July 21, 2025 by Laurie Watanabe

The Department of Health & Human Services (HHS) said an analysis of 2024 enrollment data uncovered 2.8 million Americans who are enrolled in Medicaid or the Children’s Health Insurance Program (CHIP) in more than one state, or who are enrolled in Medicaid/CHIP while also being enrolled in a subsidized Affordable Care Act (ACA) exchange plan.

In a July 17 press release, HHS said the Centers for Medicare & Medicaid Services (CMS) “is taking action to ensure individuals are only enrolled in one program and to stop the federal government from paying multiple times for these individuals to receive health coverage.”

HHS added that eliminating duplicate enrollments could save taxpayers “approximately $14 billion annually” because data showed that in 2024, an average of 1.2 million Americans were enrolled in Medicaid or CHIP in multiple states, while an average of 1.6 million Americans monthly were enrolled simultaneously in Medicaid or CHIP and a subsidized exchange plan.

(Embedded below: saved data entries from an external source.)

//! Clients: the people and companies a tenant sells to.
//!
//! Pure resource definition (model, inputs, list options, column map). No IO;
//! storage adapters work against the [`jarvis_query::Resource`] impl.

pub mod client;

pub use client::{Client, ClientFilter, ClientPatch, ClientSummary, ClientType, NewClient};
//! HTTP API: server, routing, and request/response mapping.

pub mod app;
pub mod authz;
pub mod config;
pub mod context;
pub mod middleware;

pub use config::ApiConfig;
//! Row mapping for the resource tables.

use core::str::FromStr;

use chrono::{DateTime, Utc};
use sqlx::Row;
use sqlx::postgres::PgRow;
use uuid::Uuid;

use jarvis_clients::{Client, ClientType};
use jarvis_core::{EntityId, TenantId, UserId};
use jarvis_followups::{Followup, FollowupStatus, FollowupType};
use jarvis_products::Product;
use jarvis_proposals::{Proposal, ProposalStatus};

use super::PgRecord;

pub(crate) fn parse<T>(row: &PgRow, column: &str) -> Result<T, sqlx::Error>
where
    T: FromStr,
    T::Err: std::error::Error + Send + Sync + 'static,
{
    let raw: String = row.try_get(column)?;
    raw.parse().map_err(|e| sqlx::Error::ColumnDecode {
        index: column.to_string(),
        source: Box::new(e),
    })
}

pub(crate) fn entity_id(row: &PgRow, column: &str) -> Result<EntityId, sqlx::Error> {
    row.try_get::<Uuid, _>(column).map(EntityId::from_uuid)
}

pub(crate) fn opt_entity_id(row: &PgRow, column: &str) -> Result<Option<EntityId>, sqlx::Error> {
    Ok(row.try_get::<Option<Uuid>, _>(column)?.map(EntityId::from_uuid))
}

pub(crate) fn opt_user_id(row: &PgRow, column: &str) -> Result<Option<UserId>, sqlx::Error> {
    Ok(row.try_get::<Option<Uuid>, _>(column)?.map(UserId::from_uuid))
}

pub(crate) fn tenant_id(row: &PgRow) -> Result<TenantId, sqlx::Error> {
    row.try_get::<Uuid, _>("tenant_id").map(TenantId::from_uuid)
}

type Stamps = (DateTime<Utc>, DateTime<Utc>, Option<DateTime<Utc>>);

fn stamps(row: &PgRow) -> Result<Stamps, sqlx::Error> {
    Ok((
        row.try_get("created_at")?,
        row.try_get("updated_at")?,
        row.try_get("deleted_at")?,
    ))
}

impl PgRecord for Client {
    fn from_row(row: &PgRow) -> Result<Self, sqlx::Error> {
        let (created_at, updated_at, deleted_at) = stamps(row)?;
        Ok(Client {
            id: entity_id(row, "id")?,
            tenant_id: tenant_id(row)?,
            kind: parse::<ClientType>(row, "type")?,
            name: row.try_get("name")?,
            document: row.try_get("document")?,
            email: row.try_get("email")?,
            phone: row.try_get("phone")?,
            whatsapp: row.try_get("whatsapp")?,
            address: row.try_get("address")?,
            city: row.try_get("city")?,
            state: row.try_get("state")?,
            zipcode: row.try_get("zipcode")?,
            company_name: row.try_get("company_name")?,
            occupation: row.try_get("occupation")?,
            status: row.try_get("status")?,
            source: row.try_get("source")?,
            tags: row.try_get("tags")?,
            rating: row.try_get("rating")?,
            notes: row.try_get("notes")?,
            created_by: opt_user_id(row, "created_by")?,
            created_at,
            updated_at,
            deleted_at,
        })
    }
}

impl PgRecord for Product {
    fn from_row(row: &PgRow) -> Result<Self, sqlx::Error> {
        let (created_at, updated_at, deleted_at) = stamps(row)?;
        Ok(Product {
            id: entity_id(row, "id")?,
            tenant_id: tenant_id(row)?,
            name: row.try_get("name")?,
            category: row.try_get("category")?,
            description: row.try_get("description")?,
            commission_rate: row.try_get("commission_rate")?,
            active: row.try_get("active")?,
            created_at,
            updated_at,
            deleted_at,
        })
    }
}

impl PgRecord for Proposal {
    fn from_row(row: &PgRow) -> Result<Self, sqlx::Error> {
        let (created_at, updated_at, deleted_at) = stamps(row)?;
        Ok(Proposal {
            id: entity_id(row, "id")?,
            tenant_id: tenant_id(row)?,
            client_id: entity_id(row, "client_id")?,
            product_id: entity_id(row, "product_id")?,
            value: row.try_get("value")?,
            commission: row.try_get("commission")?,
            installments: row.try_get("installments")?,
            status: parse::<ProposalStatus>(row, "status")?,
            valid_until: row.try_get("valid_until")?,
            notes: row.try_get("notes")?,
            rejection_reason: row.try_get("rejection_reason")?,
            approved_at: row.try_get("approved_at")?,
            rejected_at: row.try_get("rejected_at")?,
            created_by: opt_user_id(row, "created_by")?,
            created_at,
            updated_at,
            deleted_at,
        })
    }
}

impl PgRecord for Followup {
    fn from_row(row: &PgRow) -> Result<Self, sqlx::Error> {
        let (created_at, updated_at, deleted_at) = stamps(row)?;
        Ok(Followup {
            id: entity_id(row, "id")?,
            tenant_id: tenant_id(row)?,
            client_id: entity_id(row, "client_id")?,
            proposal_id: opt_entity_id(row, "proposal_id")?,
            kind: parse::<FollowupType>(row, "type")?,
            title: row.try_get("title")?,
            description: row.try_get("description")?,
            due_date: row.try_get("due_date")?,
            status: parse::<FollowupStatus>(row, "status")?,
            result: row.try_get("result")?,
            assigned_to: opt_user_id(row, "assigned_to")?,
            completed_at: row.try_get("completed_at")?,
            created_by: opt_user_id(row, "created_by")?,
            created_at,
            updated_at,
            deleted_at,
        })
    }
}
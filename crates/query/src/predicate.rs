use core::cmp::Ordering;

use crate::{Record, SqlValue};

#[derive(Debug, Copy, Clone, PartialEq, Eq)]
pub enum CmpOp {
    Lt,
    Lte,
    Gte,
    Gt,
}

impl CmpOp {
    pub fn as_sql(&self) -> &'static str {
        match self {
            CmpOp::Lt => "<",
            CmpOp::Lte => "<=",
            CmpOp::Gte => ">=",
            CmpOp::Gt => ">",
        }
    }

    fn holds(&self, ord: Ordering) -> bool {
        match self {
            CmpOp::Lt => ord == Ordering::Less,
            CmpOp::Lte => ord != Ordering::Greater,
            CmpOp::Gte => ord != Ordering::Less,
            CmpOp::Gt => ord == Ordering::Greater,
        }
    }
}

/// One AND-ed condition of a list query.
///
/// Column names are `&'static str` supplied by resource code; user input only
/// ever lands in the value slots.
#[derive(Debug, Clone, PartialEq)]
pub enum Predicate {
    /// Case-insensitive substring match on any of `columns`.
    Search {
        columns: &'static [&'static str],
        term: String,
    },
    Eq {
        column: &'static str,
        value: SqlValue,
    },
    /// Array column shares at least one element with `values`.
    Overlaps {
        column: &'static str,
        values: Vec<String>,
    },
    Cmp {
        column: &'static str,
        op: CmpOp,
        value: SqlValue,
    },
}

impl Predicate {
    pub fn matches<R: Record + ?Sized>(&self, row: &R) -> bool {
        match self {
            Predicate::Search { columns, term } => {
                let needle = term.to_lowercase();
                columns.iter().any(|c| {
                    row.column(c)
                        .as_text()
                        .is_some_and(|hay| hay.to_lowercase().contains(&needle))
                })
            }
            Predicate::Eq { column, value } => {
                matches!(row.column(column).compare(value), Some(Ordering::Equal))
            }
            Predicate::Overlaps { column, values } => match row.column(column) {
                SqlValue::TextArray(have) => have.iter().any(|t| values.contains(t)),
                _ => false,
            },
            Predicate::Cmp { column, op, value } => row
                .column(column)
                .compare(value)
                .is_some_and(|ord| op.holds(ord)),
        }
    }
}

“HHS staff uncovered millions of Americans who were illegally or improperly enrolled in Medicaid and ACA plans,” said HHS Secretary Robert F. Kennedy Jr. “Under the Trump Administration, we will no longer tolerate waste, fraud and abuse at the expense of our most vulnerable citizens. With the passage of the One Big Beautiful Bill, we now have the tools to strengthen these vital programs for generations to come.”

HHS said CMS would “partner” with states to implement three initiatives designed to reduce duplicate enrollments:

— CMS will give states lists of patients enrolled in Medicaid or CHIP in two or more states and ask states to check those patients’ eligibility. “CMS will work with states to prevent individuals from losing coverage inappropriately,” the press release said.

— Patients enrolled in Medicaid or CHIP while also enrolled in a subsidized federally-facilitated exchange (FFE) plan have been notified by CMS and will be required to withdraw from Medicaid or CHIP if they’re no longer eligible; or end their subsidy, with the option to end their coverage; or notify the exchange and provide documentation to demonstrate that they are not improperly enrolled.

“After 30 days, the FFE will end the subsidy for individuals who still appear to be enrolled in both Medicaid or CHIP and an exchange plan with a subsidy,” HHS said.

— CMS will also provide subsidized state-based exchange plans (SBEs) with lists of patients that the agency believes are enrolled in Medicaid/CHIP and an SBE simultaneously. If the SBEs determine that patients are improperly enrolled, the SBEs will be told “to implement a process, similar to the federal exchange, to recheck eligibility. CMS will work with states to prevent individuals from losing coverage inappropriately.”

Next month, CMS will provide Medicaid and CHIP programs additional information on “expectations for tackling concurrent enrollment. The agency will follow up with lists to each state of individuals concurrently enrolled in Medicaid or CHIP and ask states to make their best efforts to recheck eligibility by late fall.”

“Going forward,” HHS added, “CMS will continue to work with states to provide support for their existing Medicaid/CHIP and exchange data matching processes and work to implement new requirements in the One Big Beautiful Bill Act designed to eliminate and prevent duplicate enrollment in Medicaid programs.”